I told her that in my previous life, she passed away in 2017. Health complications. So I begged her to take care of herself. I offered to go on walks with her, tempted her by saying I’d tell her more stories about how life unfolded the first time. We talked for over an hour and when I finally went to bed, I realized something I hadn’t dared to hope: I wasn’t alone anymore, I had Binx and I had my grandma. I was building my life. Making small corrections where I could.
And maybe—just maybe—I could do more.


                *

He was smaller than I remembered.
Jordan Downing.
In my old life, he was the first person to ever make me feel worthless at school. The kid who mocked my speech issues relentlessly—something that, thankfully, wasn’t a problem this time around. He made me a social pariah in second grade. He pushed me into a trash can in fifth. He made sure everyone saw when he “accidentally” spilled milk all over my Hobbit book in seventh.
He was hell in a red windbreaker and Velcro shoes and now, he was standing in front of me, holding out a sticky graham cracker.

“Trade?” he asked.

My first instinct was to swat it away. To glare at him with all the fury of a man who’d been humiliated in public, left alone at lunch tables, and talked into silence. I wasn’t the same helpless, scared kid I’d been before. A few years after high school, I got into mixed martial arts, which I studied for three years. Then a buddy convinced me to join him in kickboxing, and I spent another four years training. This time around, I knew how to fight. I wasn’t afraid of getting hit.

But then… I looked again.
He was just a kid. His nose was runny. His smile was honest. He was still around my age—it’d be another year before we started first grade together. And that’s when it hit me like a freight train: He didn’t know who he was going to become.
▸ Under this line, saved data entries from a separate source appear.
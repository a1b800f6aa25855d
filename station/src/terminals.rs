//! Terminal sessions over SSH channels.  A session owns exactly one
//! channel at a time; on link-down it keeps its scrollback, size and
//! wire endpoint and waits for the orchestrator to hand it a fresh
//! channel.  Only the channel handle is ever swapped.

use crate::config::CoreConfig;
use crate::dependents::{DependentKey, DependentKind, DependentState};
use crate::error::{CoreError, CoreResult, ErrorKind};
use crate::node::NodeId;
use crate::scrollback::ScrollbackRing;
use crate::util;
use crate::{Station, StationNotification};
use causeway_ssh::{RemoteChild, RemotePty};
use parking_lot::{Mutex, RwLock};
use portable_pty::PtySize;
use std::collections::HashMap;
use std::io::{Read, Write};
use std::sync::atomic::{AtomicUsize, Ordering};
use std::sync::Arc;
use std::time::Duration;
use wire::Frame;

pub type TerminalId = usize;

static TERMINAL_ID: AtomicUsize = AtomicUsize::new(1);

pub fn alloc_terminal_id() -> TerminalId {
    TERMINAL_ID.fetch_add(1, Ordering::Relaxed)
}

#[derive(Debug, Clone, Copy, PartialEq, Eq)]
pub enum TerminalState {
    Streaming,
    AwaitingReattach,
    Closed,
}

pub struct TerminalSession {
    pub terminal_id: TerminalId,
    pub node_id: NodeId,
    size: Mutex<PtySize>,
    pub scrollback: Mutex<ScrollbackRing>,
    state: Mutex<TerminalState>,
    pty: Mutex<Option<RemotePty>>,
    writer: Mutex<Option<Box<dyn Write + Send>>>,
    child: Mutex<Option<RemoteChild>>,
    endpoint: Mutex<Option<flume::Sender<Frame>>>,
    /// Bumped on rebind so a superseded reader thread stands down.
    reader_epoch: AtomicUsize,
}

impl TerminalSession {
    pub fn state(&self) -> TerminalState {
        *self.state.lock()
    }

    pub fn size(&self) -> PtySize {
        *self.size.lock()
    }

    fn current_epoch(&self) -> usize {
        self.reader_epoch.load(Ordering::SeqCst)
    }
}

pub struct TerminalRegistry {
    terminals: RwLock<HashMap<TerminalId, Arc<TerminalSession>>>,
    scrollback_bytes: usize,
    channel_open_timeout: Duration,
}

impl TerminalRegistry {
    pub fn new(config: &CoreConfig) -> Self {
        Self {
            terminals: RwLock::new(HashMap::new()),
            scrollback_bytes: config.scrollback_bytes,
            channel_open_timeout: config.channel_open_timeout(),
        }
    }

    pub fn get(&self, terminal_id: TerminalId) -> CoreResult<Arc<TerminalSession>> {
        self.terminals
            .read()
            .get(&terminal_id)
            .map(Arc::clone)
            .ok_or_else(|| CoreError::not_found(format!("terminal {terminal_id}")))
    }

    pub fn list(&self) -> Vec<(TerminalId, NodeId)> {
        self.terminals
            .read()
            .values()
            .map(|t| (t.terminal_id, t.node_id.clone()))
            .collect()
    }

    pub fn for_node(&self, node_id: &str) -> Vec<Arc<TerminalSession>> {
        self.terminals
            .read()
            .values()
            .filter(|t| t.node_id == node_id)
            .map(Arc::clone)
            .collect()
    }

    pub async fn open(
        &self,
        station: &Arc<Station>,
        node_id: &str,
        rows: u16,
        cols: u16,
    ) -> CoreResult<TerminalId> {
        let record = station.resolve_connection(node_id).await?;
        let size = PtySize {
            rows,
            cols,
            pixel_width: 0,
            pixel_height: 0,
        };

        let (pty, child) = util::timeout(self.channel_open_timeout, "terminal channel open", async {
            record
                .session
                .open_shell("xterm-256color", size, None)
                .await
                .map_err(Into::into)
        })
        .await?;

        let terminal_id = alloc_terminal_id();
        let reader = pty.clone_reader().map_err(CoreError::internal)?;
        let writer = pty.clone_writer().map_err(CoreError::internal)?;

        let session = Arc::new(TerminalSession {
            terminal_id,
            node_id: node_id.to_string(),
            size: Mutex::new(size),
            scrollback: Mutex::new(ScrollbackRing::new(self.scrollback_bytes)),
            state: Mutex::new(TerminalState::Streaming),
            pty: Mutex::new(Some(pty)),
            writer: Mutex::new(Some(writer)),
            child: Mutex::new(Some(child)),
            endpoint: Mutex::new(None),
            reader_epoch: AtomicUsize::new(0),
        });

        self.terminals
            .write()
            .insert(terminal_id, Arc::clone(&session));
        station.register_dependent(
            DependentKey::new(DependentKind::Terminal, terminal_id),
            node_id,
        )?;
        station.with_runtime(node_id, |runtime| {
            runtime.terminals.insert(terminal_id);
        })?;

        spawn_reader(Arc::clone(&session), reader, 0);

        let generation = station
            .with_runtime(node_id, |runtime| runtime.next_generation())
            .unwrap_or(0);
        station.notify(StationNotification::TerminalAttached {
            node_id: node_id.to_string(),
            terminal_id,
            generation,
        });
        Ok(terminal_id)
    }

    /// Input bytes from the UI peer; ordered delivery is guaranteed by
    /// the single writer handle per session.
    pub fn write(&self, terminal_id: TerminalId, data: &[u8]) -> CoreResult<()> {
        let session = self.get(terminal_id)?;
        let mut writer = session.writer.lock();
        match writer.as_mut() {
            Some(w) => w.write_all(data).map_err(|err| {
                CoreError::new(
                    ErrorKind::Transient,
                    format!("terminal {terminal_id} write: {err}"),
                )
            }),
            None => Err(CoreError::new(
                ErrorKind::BusyRetryLater,
                format!("terminal {terminal_id} is awaiting reattach"),
            )
            .with_tag("AWAITING_REATTACH")),
        }
    }

    pub async fn resize(&self, terminal_id: TerminalId, rows: u16, cols: u16) -> CoreResult<()> {
        let session = self.get(terminal_id)?;
        let size = PtySize {
            rows,
            cols,
            pixel_width: 0,
            pixel_height: 0,
        };
        *session.size.lock() = size;

        // The resize round-trips through the transport thread; keep the
        // executor free while it does.
        let session = Arc::clone(&session);
        smol::unblock(move || {
            let pty = session.pty.lock();
            match pty.as_ref() {
                Some(pty) => pty.resize(size).map_err(CoreError::internal),
                // Size is recorded; the orchestrator re-applies it on
                // restore.
                None => Ok(()),
            }
        })
        .await
    }

    pub async fn close(&self, station: &Arc<Station>, terminal_id: TerminalId) -> CoreResult<()> {
        let session = self.get(terminal_id)?;
        *session.state.lock() = TerminalState::Closed;
        session.reader_epoch.fetch_add(1, Ordering::SeqCst);

        if let Some(mut child) = session.child.lock().take() {
            child.hangup().ok();
        }
        session.pty.lock().take();
        session.writer.lock().take();
        session.endpoint.lock().take();

        self.remove(station, &session);
        Ok(())
    }

    fn remove(&self, station: &Arc<Station>, session: &Arc<TerminalSession>) {
        self.terminals.write().remove(&session.terminal_id);
        station.unregister_dependent(&DependentKey::new(
            DependentKind::Terminal,
            session.terminal_id,
        ));
        let _ = station.with_runtime(&session.node_id, |runtime| {
            runtime.terminals.remove(&session.terminal_id);
        });
        let generation = station
            .with_runtime(&session.node_id, |runtime| runtime.next_generation())
            .unwrap_or(0);
        station.notify(StationNotification::TerminalDetached {
            node_id: session.node_id.clone(),
            terminal_id: session.terminal_id,
            generation,
        });
    }

    /// Bind the single UI peer.  Returns the frame stream plus a
    /// scrollback snapshot the endpoint should replay first.
    pub fn attach_endpoint(
        &self,
        terminal_id: TerminalId,
    ) -> CoreResult<(flume::Receiver<Frame>, Vec<u8>)> {
        let session = self.get(terminal_id)?;
        let mut endpoint = session.endpoint.lock();
        if endpoint.is_some() {
            return Err(CoreError::new(
                ErrorKind::AlreadyExists,
                format!("terminal {terminal_id} already has a bound peer"),
            ));
        }
        let (tx, rx) = flume::unbounded();
        endpoint.replace(tx);
        let snapshot = session.scrollback.lock().snapshot();
        Ok((rx, snapshot))
    }

    pub fn detach_endpoint(&self, terminal_id: TerminalId) {
        if let Ok(session) = self.get(terminal_id) {
            session.endpoint.lock().take();
        }
    }

    /// Link-down: every session on the node parks, keeping scrollback,
    /// size and endpoint.  The dead channel handles are dropped.
    pub fn mark_node_awaiting_reattach(&self, station: &Arc<Station>, node_id: &str) {
        for session in self.for_node(node_id) {
            if session.state() != TerminalState::Streaming {
                continue;
            }
            *session.state.lock() = TerminalState::AwaitingReattach;
            session.reader_epoch.fetch_add(1, Ordering::SeqCst);
            session.pty.lock().take();
            session.writer.lock().take();
            session.child.lock().take();
            station.dependents.lock().set_state(
                &DependentKey::new(DependentKind::Terminal, session.terminal_id),
                DependentState::AwaitingReattach,
            );
        }
    }

    /// Restore phase: give each parked session a fresh channel with its
    /// preserved dimensions.  A failure on one session does not stop
    /// the others; failed sessions are marked errored and reported.
    pub async fn restore_node(
        &self,
        station: &Arc<Station>,
        node_id: &str,
    ) -> Vec<(TerminalId, CoreResult<()>)> {
        let mut results = vec![];
        for session in self.for_node(node_id) {
            if session.state() != TerminalState::AwaitingReattach {
                continue;
            }
            let result = self.reattach(station, &session).await;
            if let Err(err) = &result {
                station.dependents.lock().set_state(
                    &DependentKey::new(DependentKind::Terminal, session.terminal_id),
                    DependentState::Errored,
                );
                station.emit_node_error(node_id, err.clone());
            }
            results.push((session.terminal_id, result));
        }
        results
    }

    async fn reattach(
        &self,
        station: &Arc<Station>,
        session: &Arc<TerminalSession>,
    ) -> CoreResult<()> {
        let connection_id = station
            .node_connection(&session.node_id)
            .ok_or_else(|| CoreError::new(ErrorKind::NotFound, "node has no connection"))?;
        let record = station
            .pool
            .get(connection_id)
            .ok_or_else(|| CoreError::new(ErrorKind::NotFound, "connection vanished"))?;

        let size = session.size();
        let (pty, child) =
            util::timeout(self.channel_open_timeout, "terminal channel reopen", async {
                record
                    .session
                    .open_shell("xterm-256color", size, None)
                    .await
                    .map_err(Into::into)
            })
            .await?;

        let reader = pty.clone_reader().map_err(CoreError::internal)?;
        let writer = pty.clone_writer().map_err(CoreError::internal)?;

        let epoch = session.reader_epoch.fetch_add(1, Ordering::SeqCst) + 1;
        session.pty.lock().replace(pty);
        session.writer.lock().replace(writer);
        session.child.lock().replace(child);
        *session.state.lock() = TerminalState::Streaming;
        station.dependents.lock().set_state(
            &DependentKey::new(DependentKind::Terminal, session.terminal_id),
            DependentState::Active,
        );

        spawn_reader(Arc::clone(session), reader, epoch);

        let generation = station
            .with_runtime(&session.node_id, |runtime| runtime.next_generation())
            .unwrap_or(0);
        station.notify(StationNotification::TerminalAttached {
            node_id: session.node_id.clone(),
            terminal_id: session.terminal_id,
            generation,
        });
        Ok(())
    }

    pub async fn close_all(&self) {
        let station = match Station::try_get() {
            Some(station) => station,
            None => return,
        };
        let ids: Vec<TerminalId> = self.terminals.read().keys().copied().collect();
        for terminal_id in ids {
            self.close(&station, terminal_id).await.ok();
        }
    }
}

/// Blocking reads live on a dedicated thread per channel; bytes land in
/// the scrollback ring and, when a peer is bound, as Output frames on
/// the endpoint.
fn spawn_reader(session: Arc<TerminalSession>, mut reader: Box<dyn Read + Send>, epoch: usize) {
    std::thread::Builder::new()
        .name(format!("term-reader-{}", session.terminal_id))
        .spawn(move || {
            let mut buf = vec![0u8; 64 * 1024];
            loop {
                match reader.read(&mut buf) {
                    Ok(0) => break,
                    Ok(size) => {
                        if session.current_epoch() != epoch {
                            break;
                        }
                        metrics::histogram!("terminal.read.bytes").record(size as f64);
                        session.scrollback.lock().push(&buf[..size]);
                        if let Some(tx) = session.endpoint.lock().as_ref() {
                            tx.send(Frame::Output(buf[..size].to_vec())).ok();
                        }
                        if let Some(station) = Station::try_get() {
                            station.notify(StationNotification::TerminalOutput(
                                session.terminal_id,
                            ));
                        }
                    }
                    Err(err) if err.kind() == std::io::ErrorKind::Interrupted => continue,
                    Err(err) => {
                        log::debug!(
                            "terminal {} reader: {err}",
                            session.terminal_id
                        );
                        break;
                    }
                }
            }

            // EOF while streaming on the current channel means the
            // remote side ended the session; tear the terminal down.
            // EOF after an epoch bump is just the old channel dying.
            if session.current_epoch() == epoch
                && session.state() == TerminalState::Streaming
            {
                if let Some(station) = Station::try_get() {
                    let registry = &station.terminals;
                    *session.state.lock() = TerminalState::Closed;
                    registry.remove(&station, &session);
                }
            }
            log::trace!("terminal {} reader exited", session.terminal_id);
        })
        .expect("spawning terminal reader thread");
}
He hadn’t done those things to me yet. He hadn’t hurt me. Not yet and maybe—just maybe—he wouldn’t, if someone reached him before the damage took root.
I took the graham cracker and nodded. “Trade.”

We sat in the sandbox, silent and sticky-fingered, while I wrestled with one heavy, impossible thought: If I could change him… what did that make me? A redeemer? A manipulator? Or just a guy trying to stop the next wave of pain?